In the magnetic clamping device 6 of this embodiment, the search coil 20 is arranged in the annular space 18 formed between the neodymium magnet 19 and the non-magnetic member 16 so as to be wound along the outer peripheral surface of the non-magnetic member 16 . is set. The search coil 20 detects magnetic flux passing through the magnetic pole member 15 and alnico magnet 14 . The search coil (first search coil) 20a of the first magnetic unit 11a is connected in series to the search coil (second search coil) 20b of the second magnetic unit. The second search coil 20b is arranged so as to be wound along the outer peripheral surface of the non-magnetic member 16 of the first magnetic unit 11b in the opposite direction to the first search coil 20a. A communication hole 21 for communicating the mounting hole 10 of the first magnetic unit 11a and the mounting hole 10 of the second magnetic unit 11b is opened in the back surface of the magnetic plate 8, and one end of the first search coil 20a and the first search coil 20b are connected. is inserted into the communication hole 21 . The search coils 20 a and 20 b are connected within the communication hole 21 . Thus, the search coils 20a, 20b of adjacent magnetic units 11a, 11b are connected in series. The voltmeter of the control device measures the induced voltage generated in the search coils 20a and 20b at predetermined intervals (about 1 msec). The measurement results are sent to and recorded in the memory section of the control device. From the induced voltage e and the number of turns N of the coil recorded in the memory section, the amount of change dφ of the magnetic flux is calculated by the calculation section of the control device using the following equation.
e=-Ndφ/dt
In the above equation, the magnetic flux change amount φ is calculated by integrating the output voltage e over time and dividing it by the number of turns N of the coil.

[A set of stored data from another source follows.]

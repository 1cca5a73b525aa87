// src/dedup.rs
//! Local duplicate removal across three overlapping sets: previously stored
//! articles, articles already accepted in this run, and the raw candidate.
//!
//! Order-preserving: the first occurrence of a story wins. Membership checks
//! use a `HashSet` for URLs; output order only ever follows input order.

use std::collections::HashSet;

use crate::article::Article;
use crate::similarity::is_similar_title;

/// Read-only view of the persisted article memory, built once per run.
#[derive(Debug, Default, Clone)]
pub struct StoreIndex {
    pub titles: Vec<String>,
    pub urls: HashSet<String>,
}

/// Admit only first-seen stories.
///
/// Per candidate, in order: exact URL vs stored memory, similar title vs
/// stored memory, exact URL vs the accepted batch, similar title vs the
/// accepted batch. O(n·m), fine at daily per-keyword volumes.
pub fn dedup_articles(raw: Vec<Article>, index: &StoreIndex, threshold: f64) -> Vec<Article> {
    let mut accepted: Vec<Article> = Vec::with_capacity(raw.len());

    'candidates: for article in raw {
        if index.urls.contains(&article.url) {
            tracing::debug!(url = %article.url, "duplicate: url already stored");
            continue;
        }

        for stored_title in &index.titles {
            if is_similar_title(&article.normalized_title, stored_title, threshold) {
                tracing::debug!(title = %article.title, "duplicate: similar to stored title");
                continue 'candidates;
            }
        }

        for kept in &accepted {
            if article.url == kept.url
                || is_similar_title(&article.normalized_title, &kept.normalized_title, threshold)
            {
                tracing::debug!(title = %article.title, "duplicate: matches earlier candidate");
                continue 'candidates;
            }
        }

        accepted.push(article);
    }

    accepted
}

In the magnetic clamping device 6 of the above embodiment, the magnetic flux changes when the magnetic clamping device 6 is switched from the demagnetized state to the magnetized state, and the amount of change in the magnetic flux is called initial magnetic flux. Further, when the mold 7 magnetically attracted to the magnetic plate 8 begins to peel off due to an external force or the weight of the mold itself, or when the magnetic attraction position shifts, the magnetic flux changes from the initial magnetic flux so as to decrease. The magnetic flux is called flux vanishing.

As described above, when the mold 7 is about to peel off, the magnetic flux decreases from the initial magnetic flux by the amount of the magnetic flux disappearance. When the value obtained by subtracting the vanishing magnetic flux value from the initial magnetic flux falls below a preset threshold value, the determination unit of the control device determines that there is a possibility that the mold 7 will fall from the magnetic plate 8. At this time, the determination unit transmits a signal corresponding to the determination result to the warning device. The warning device displays a warning or the like that the mold 7 may fall from the magnetic plate 8 .

As described above, when the warning is displayed, the operator or the like finds that the mold 7 has hardly moved from the position on the magnetic plate 8 where it was initially magnetically fixed and that there is no problem in driving the molding machine 1. If it is confirmed, the following re-magnetization operation is performed. In the remagnetization operation, first, the movable platen 5 is moved toward the fixed platen 2 and the mold 7 is sandwiched between the movable platen 5 and the fixed platen 2 . Next, the magnetic clamp device 6 is switched from the magnetized state to the demagnetized state, and then switched from the demagnetized state to the magnetized state again. Thereby, the magnetic flux of the magnetic clamping device 6 can be returned to the initial state before disappearance.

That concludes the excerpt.